There wasn’t anywhere you could go, or anywhere you could look, without being assaulted with the presence of Homo Sapiens Intoxicatus and Homo Sapiens Nakedicus.
Let’s just talk about that naked part for a minute, can we?
Now, I am under no illusion that I’m even remotely young anymore, but what the fuckity is passing for a “swimsuit” nowadays? Those college chickadees were nekkid. Butt floss and teeny titty hats, that’s what passes for a swimsuit nowadays, apparently.
It’s nauseating enough to see one or two people wearing those things, but droves and droves of them? Giggling and shrieking and lurching (and hanging out of the teeny titty hats while they totter)…ugh.
Poor Miss D.
It was like she’d landed on some perverted Galapagos Island, forced to study foreign species that she never expected to encounter.
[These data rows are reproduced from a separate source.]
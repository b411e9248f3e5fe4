//! Error types for the export pipeline

use thiserror::Error;

/// Result type alias for export operations
pub type Result<T> = std::result::Result<T, Error>;

/// Errors that can occur while exporting a document
#[derive(Error, Debug)]
pub enum Error {
    /// Failed to read the document source
    #[error("Failed to read document source: {0}")]
    Source(String),

    /// The markdown renderer failed to populate the export container
    #[error("Markdown rendering failed: {0}")]
    Render(String),

    /// A vector node could not be converted to a raster image
    #[error("Vector rasterization failed: {0}")]
    Raster(String),

    /// The clipboard entry could not be written
    #[error("Clipboard write failed: {0}")]
    Clipboard(String),

    /// Invalid configuration
    #[error("Invalid configuration: {0}")]
    Config(String),

    /// Generic error
    #[error("{0}")]
    Other(String),
}

impl From<std::io::Error> for Error {
    fn from(err: std::io::Error) -> Self {
        Error::Source(err.to_string())
    }
}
After the first day at the resort (and getting an eyeful), she abandoned any attempt to brave the swimming pool or touch the beach and refused to dunk anything but her feet in the hot tub, which was a wise, wise decision because what went on in that hot tub was epic grossness.
Right around 5pm, H.S. Intoxicatus and H.S. Nakidicus migrated–in droves– from the beach and the swimming pool to congregate in the giant hot tub overlooking the ocean, boozy slushies in hand. They packed into that thing like oversexed sardines, and as the night went on…well, I think you can imagine.
“Damn, this is nasty stuff,” my husband hissed in my ear, as we were attempting to watch the sun set one evening. “How many foreign and sticky bodily fluids are floating around in that thing, do you think?”
“There’s not enough chlorine on the planet,” I replied.
Thus our nickname for that ill fated jacuzzi: The STD Hot Tub Time Machine.
Every night, the STD Hot Tub Time Machine was thrumming.
We avoided it at all cost and even a cursory dunking of the feet caused some heebie jeebies.
All of that flesh on display had another unexpected fallout. After the first full day, Miss D. refused to wear a swimsuit. I packed three (quite age-appropriate) swimsuits for her–swimsuits she used to really like–and she refused to wear any of them. Her body was remaining covered, thank you very much.
You might think I’d be relieved by this show of modesty but truly, I was heartsick. I didn’t want her to feel like she had to hide behind baggy t-shirts.
Perhaps I’m spoiled that my 15-year old daughter still hasn’t decided that her body is fat, or disgusting, or something she needs to eye with hardened scrutiny. I guess that is pretty remarkable. My daughter likes to swim and play beach volleyball and eats food with gusto. I’ve been so lucky in that regard, that she hasn’t been messed up about the way she looks. At least not yet. And every day, I’ve thanked the stars for it.
By the time I was D.’s age, I was well versed in the language of self-loathing and starvation. I lived on Diet Coke, carrot sticks and Dexatrim tablets. I looked in the mirror and hated what I saw.
I never wanted that for my daughter. That kind of mentality is insidious and damaging and it distorts everything you see.
So I started to worry, and when our three days were up, I gathered our battered family and we hopped a plane home and I prayed to all that is holy that we didn’t ruin everything.
I’m going to cautiously say that we didn’t ruin everything. We maybe ruined three days, but not everything.
I’m hopeful, because as soon as our plane hit Colorado soil, both of my girls seemed to revert back to their past, pre-spring-break selves.
The volcanic, snarly tween morphed back into the slightly sullen, moody tween, with her nose in a book.
The body-conscious teenager immediately changed into her pajamas and polished off a plate of scrambled eggs, toast and bacon.
Maybe those kids will be all right.
The parents, however, may be another story.
We’re still recovering.
And we’re locking up those dang suitcases for a long time.